Like its predecessor, the record features a variety of musical styles that sound cohesive in the context of Skinner’s auteur-like approach to production – he was heavily involved in the mixing and mastering stages of the record alongside his work as a writer and producer.

The sense of cohesion is further buoyed by the narrative Skinner carries throughout the record – making 'A Grand' quite possibly the only and most certainly the best garage-adjacent UK rap opera.

The album opens with the pseudo-orchestral grandiosity of It Was Supposed To Be So Easy as Mike introduces us to the album's protagonist – a young Brummie man who returns home from work to find he has misplaced the eponymous grand. Mike bends and twists syllables to match his unconventional flow while the track’s synth brass section booms away behind him.

The greatest strength of 'A Grand' comes in the form of the unparalleled ease with which Mike blends his keen eye for detail, his penchant for observational humour and his love for the language of the everyday all while retaining the emotional resonance of the yarn he spins for the listener.

Throughout the record’s eleven tracks Mike’s narrative is adorned with references to life as a working-class young person in the UK – from picking up dating tips on ITV, to placing all your hopes on a betting slip to the weekend battle of wits between bouncer and chemically altered punter.

The album’s most commercially successful singles are the boozy lad’s holiday anthem Fit But You Know It and the most tender ode to post-breakup brotherly solidarity FHM culture could produce, Dry Your Eyes Mate – the duality of the geezer.

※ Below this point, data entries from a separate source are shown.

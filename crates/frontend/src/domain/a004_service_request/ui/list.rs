use contracts::domain::a004_service_request::{
    ListQuery, RequestKind, RequestStatus, ServiceRequest, SortField, WorkflowConfig,
};
use leptos::prelude::*;
use thaw::{Button, ButtonAppearance, ButtonSize};

use crate::domain::a004_service_request::api;
use crate::shared::icons::icon;
use crate::shared::list_utils::{get_sort_indicator, SearchInput};
use crate::shared::components::pagination_controls::PaginationControls;

fn status_class(status: RequestStatus) -> &'static str {
    match status {
        RequestStatus::Pending => "badge badge--pending",
        RequestStatus::Completed | RequestStatus::Approved => "badge badge--success",
        RequestStatus::Rejected => "badge badge--error",
    }
}

/// Generic request list page. One component serves all four request
/// kinds; the workflow configuration decides which status buttons a
/// pending row gets.
#[component]
#[allow(non_snake_case)]
pub fn RequestListPage(kind: RequestKind) -> impl IntoView {
    let config = WorkflowConfig::for_kind(kind);
    let items = RwSignal::new(Vec::<ServiceRequest>::new());
    let query = RwSignal::new(ListQuery::default());
    let (loading, set_loading) = signal(true);
    let (error, set_error) = signal::<Option<String>>(None);
    // Request currently being patched; its buttons are disabled.
    let (busy_id, set_busy_id) = signal::<Option<String>>(None);

    let fetch = move || {
        set_loading.set(true);
        wasm_bindgen_futures::spawn_local(async move {
            match api::fetch_requests(kind).await {
                Ok(list) => {
                    items.set(list);
                    set_error.set(None);
                }
                Err(e) => set_error.set(Some(e)),
            }
            set_loading.set(false);
        });
    };
    fetch();

    let page = Signal::derive(move || items.with(|list| query.with(|q| q.apply(list))));

    let toggle_sort = move |field: SortField| {
        query.update(|q| {
            if q.sort_field == field {
                q.sort_ascending = !q.sort_ascending;
            } else {
                q.sort_field = field;
                q.sort_ascending = true;
            }
            q.page = 0;
        });
    };
    let sort_indicator = move |field: SortField| {
        query.with(|q| get_sort_indicator(q.sort_field == field, q.sort_ascending))
    };

    let change_status = move |id: String, status: RequestStatus| {
        if busy_id.get_untracked().is_some() {
            return;
        }
        set_busy_id.set(Some(id.clone()));
        wasm_bindgen_futures::spawn_local(async move {
            match api::update_status(&id, status).await {
                Ok(()) => {
                    set_error.set(None);
                    items.update(|list| {
                        if let Some(row) = list.iter_mut().find(|r| r.id == id) {
                            row.status = status;
                        }
                    });
                }
                // The row keeps its status so the decision can be retried.
                Err(e) => set_error.set(Some(e)),
            }
            set_busy_id.set(None);
        });
    };

    view! {
        <div class="page">
            <div class="header">
                <div class="header__content">
                    <h1 class="header__title">{kind.list_name()}</h1>
                </div>
                <div class="header__actions">
                    <SearchInput
                        value=Signal::derive(move || query.with(|q| q.search.clone()))
                        on_change=Callback::new(move |text: String| {
                            query.update(|q| {
                                q.search = text;
                                q.page = 0;
                            });
                        })
                    />
                    <button
                        class="button button--secondary"
                        on:click=move |_| fetch()
                        disabled=move || loading.get()
                    >
                        {icon("refresh")}
                        {"Reload"}
                    </button>
                </div>
            </div>

            {move || error.get().map(|e| view! {
                <div class="warning-box" style="background: var(--color-error-50); border-color: var(--color-error-100);">
                    <span class="warning-box__icon" style="color: var(--color-error);">"⚠"</span>
                    <span class="warning-box__text" style="color: var(--color-error);">{e}</span>
                    <button class="button button--smallall" on:click=move |_| fetch()>{"Retry"}</button>
                </div>
            })}

            <Show when=move || !loading.get() fallback=|| view! { <div class="page__loading">{"Loading..."}</div> }>
                <div class="table">
                    <table class="table__data table--striped">
                        <thead class="table__head">
                            <tr>
                                <th class="table__header-cell table__header-cell--sortable"
                                    on:click=move |_| toggle_sort(SortField::Reference)>
                                    {"Reference"}{move || sort_indicator(SortField::Reference)}
                                </th>
                                <th class="table__header-cell table__header-cell--sortable"
                                    on:click=move |_| toggle_sort(SortField::Customer)>
                                    {"Customer"}{move || sort_indicator(SortField::Customer)}
                                </th>
                                <th class="table__header-cell table__header-cell--sortable"
                                    on:click=move |_| toggle_sort(SortField::City)>
                                    {"City"}{move || sort_indicator(SortField::City)}
                                </th>
                                <th class="table__header-cell table__header-cell--sortable"
                                    on:click=move |_| toggle_sort(SortField::RequestedAt)>
                                    {"Requested"}{move || sort_indicator(SortField::RequestedAt)}
                                </th>
                                <th class="table__header-cell table__header-cell--sortable"
                                    on:click=move |_| toggle_sort(SortField::Status)>
                                    {"Status"}{move || sort_indicator(SortField::Status)}
                                </th>
                                <th class="table__header-cell">{"Actions"}</th>
                            </tr>
                        </thead>
                        <tbody>
                            {move || page.get().rows.into_iter().map(|row| {
                                let row_id = row.id.clone();
                                let is_busy = {
                                    let id = row.id.clone();
                                    move || busy_id.get().as_deref() == Some(id.as_str())
                                };
                                let targets = config.allowed_targets(row.status);
                                view! {
                                    <tr class="table__row">
                                        <td class="table__cell">{row.reference.clone()}</td>
                                        <td class="table__cell">{row.customer_name.clone()}</td>
                                        <td class="table__cell">{row.city.clone()}</td>
                                        <td class="table__cell">
                                            {row.requested_at.format("%Y-%m-%d %H:%M").to_string()}
                                        </td>
                                        <td class="table__cell">
                                            <span class={status_class(row.status)}>{row.status.label()}</span>
                                        </td>
                                        <td class="table__cell">
                                            {targets.iter().map(|&target| {
                                                let id = row_id.clone();
                                                let is_busy = is_busy.clone();
                                                let appearance = match target {
                                                    RequestStatus::Rejected => ButtonAppearance::Secondary,
                                                    _ => ButtonAppearance::Primary,
                                                };
                                                view! {
                                                    <Button
                                                        size=ButtonSize::Small
                                                        appearance=appearance
                                                        disabled=Signal::derive(is_busy)
                                                        on_click=move |_| change_status(id.clone(), target)
                                                    >
                                                        {target.label()}
                                                    </Button>
                                                }
                                            }).collect_view()}
                                        </td>
                                    </tr>
                                }
                            }).collect_view()}
                        </tbody>
                    </table>
                </div>

                <PaginationControls
                    current_page=Signal::derive(move || page.get().page)
                    total_pages=Signal::derive(move || page.get().total_pages)
                    total_count=Signal::derive(move || page.get().total_count)
                    page_size=Signal::derive(move || query.with(|q| q.page_size))
                    on_page_change=Callback::new(move |p: usize| query.update(|q| q.page = p))
                    on_page_size_change=Callback::new(move |size: usize| {
                        query.update(|q| {
                            q.page_size = size;
                            q.page = 0;
                        });
                    })
                />
            </Show>
        </div>
    }
}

Although the former has the dubious distinction of a Danny Dyer cameo in its video, the latter is quite possibly the best example of Mike’s complexity as both a writer and a producer with Skinner waxing poetic over sombre acoustic guitar strums and tear-jerking strings, bringing the record’s narrative to its emotional climax.

Despite most of the album’s tracks falling outside Grime’s 140 BPM jurisdiction, 'A Grand Don’t Come For Free' holds a special status in the culture which was further secured through subsequently released album cut remixes featuring pioneering East London MCs such as Kano and D Double E.

Possibly the album’s closest flirtation with the Grime sound that was reaching its zenith around the time is Blinded By The Lights. The track’s sparse, syncopated step beat and happy hardcore synth riff have granted it Pulse X tier legendary riddim status in UK urban culture – soundtracking both the era defining film 'Kidulthood' as well as the best back of the bus freestyle sessions Sony Erikson speakers could facilitate.

Despite Mike’s aesthetic and lyrical affinity for working-class British life, his writing on 'A Grand' displays his gift for capturing a certain universality of experience within the hyper-specific anecdotes he presents - a skill which has extended Skinner’s influence to the unlikeliest of spheres.

Detroit MC Danny Brown has cited the album as key to his creative development and argues the sounds heard on 'A Grand' were just as instrumental in shaping his musical taste as the ghetto-tek he grew up around. Mike’s vérité lyricism has also gotten props from outside the hip-hop world, with a teenage King Krule interpolating the album’s closing track Empty Cans on his brooding guitar anthem Easy Easy.

On 'A Grand Don’t Come For Free' Mike Skinner captures the mundanity of everyday life with Ken Loach levels of accuracy - his less heralded but endlessly endearing musical composition skills however, don’t let us forget there’s beauty to be found in even the least remarkable days.